**REQUIRED WORK:**
Please print each record that follows precisely as it appears.

**PROVIDED RECORDS:**

****************************************

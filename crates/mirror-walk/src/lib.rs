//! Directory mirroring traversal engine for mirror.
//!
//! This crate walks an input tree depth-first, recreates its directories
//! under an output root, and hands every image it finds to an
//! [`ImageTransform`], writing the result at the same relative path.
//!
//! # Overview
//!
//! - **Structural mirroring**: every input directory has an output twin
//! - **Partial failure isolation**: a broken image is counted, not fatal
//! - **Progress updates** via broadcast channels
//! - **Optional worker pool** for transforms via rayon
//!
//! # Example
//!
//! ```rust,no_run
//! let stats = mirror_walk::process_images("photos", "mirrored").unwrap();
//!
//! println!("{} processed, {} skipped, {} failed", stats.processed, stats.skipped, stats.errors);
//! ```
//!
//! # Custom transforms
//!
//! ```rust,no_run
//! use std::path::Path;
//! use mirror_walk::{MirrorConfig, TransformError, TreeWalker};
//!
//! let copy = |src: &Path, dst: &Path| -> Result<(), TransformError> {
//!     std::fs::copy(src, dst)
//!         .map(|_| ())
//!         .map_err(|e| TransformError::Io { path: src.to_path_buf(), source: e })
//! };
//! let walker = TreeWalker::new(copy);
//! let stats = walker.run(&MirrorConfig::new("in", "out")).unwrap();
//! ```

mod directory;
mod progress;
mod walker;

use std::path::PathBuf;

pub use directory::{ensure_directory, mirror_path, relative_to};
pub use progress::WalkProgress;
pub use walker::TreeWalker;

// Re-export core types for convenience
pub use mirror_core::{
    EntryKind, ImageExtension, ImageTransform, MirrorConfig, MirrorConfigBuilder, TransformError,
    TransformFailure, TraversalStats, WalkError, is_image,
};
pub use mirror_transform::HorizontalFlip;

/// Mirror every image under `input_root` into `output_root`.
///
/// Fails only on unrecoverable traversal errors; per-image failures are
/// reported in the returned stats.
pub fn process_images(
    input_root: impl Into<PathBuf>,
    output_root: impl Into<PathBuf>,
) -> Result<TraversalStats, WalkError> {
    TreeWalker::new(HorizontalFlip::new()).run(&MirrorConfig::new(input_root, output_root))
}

****************************************

**RESPONSE TO THIS EXERCISE:**
filename crates/mirror-walk/src/lib.rs
//! Directory mirroring traversal engine for mirror.
//!
//! This crate walks an input tree depth-first, recreates its directories
//! under an output root, and hands every image it finds to an
//! [`ImageTransform`], writing the result at the same relative path.
//!
//! # Overview
//!
//! - **Structural mirroring**: every input directory has an output twin
//! - **Partial failure isolation**: a broken image is counted, not fatal
//! - **Progress updates** via broadcast channels
//! - **Optional worker pool** for transforms via rayon
//!
//! # Example
//!
//! ```rust,no_run
//! let stats = mirror_walk::process_images("photos", "mirrored").unwrap();
//!
//! println!("{} processed, {} skipped, {} failed", stats.processed, stats.skipped, stats.errors);
//! ```
//!
//! # Custom transforms
//!
//! ```rust,no_run
//! use std::path::Path;
//! use mirror_walk::{MirrorConfig, TransformError, TreeWalker};
//!
//! let copy = |src: &Path, dst: &Path| -> Result<(), TransformError> {
//!     std::fs::copy(src, dst)
//!         .map(|_| ())
//!         .map_err(|e| TransformError::Io { path: src.to_path_buf(), source: e })
//! };
//! let walker = TreeWalker::new(copy);
//! let stats = walker.run(&MirrorConfig::new("in", "out")).unwrap();
//! ```

mod directory;
mod progress;
mod walker;

use std::path::PathBuf;

pub use directory::{ensure_directory, mirror_path, relative_to};
pub use progress::WalkProgress;
pub use walker::TreeWalker;

// Re-export core types for convenience
pub use mirror_core::{
    EntryKind, ImageExtension, ImageTransform, MirrorConfig, MirrorConfigBuilder, TransformError,
    TransformFailure, TraversalStats, WalkError, is_image,
};
pub use mirror_transform::HorizontalFlip;

/// Mirror every image under `input_root` into `output_root`.
///
/// Fails only on unrecoverable traversal errors; per-image failures are
/// reported in the returned stats.
pub fn process_images(
    input_root: impl Into<PathBuf>,
    output_root: impl Into<PathBuf>,
) -> Result<TraversalStats, WalkError> {
    TreeWalker::new(HorizontalFlip::new()).run(&MirrorConfig::new(input_root, output_root))
}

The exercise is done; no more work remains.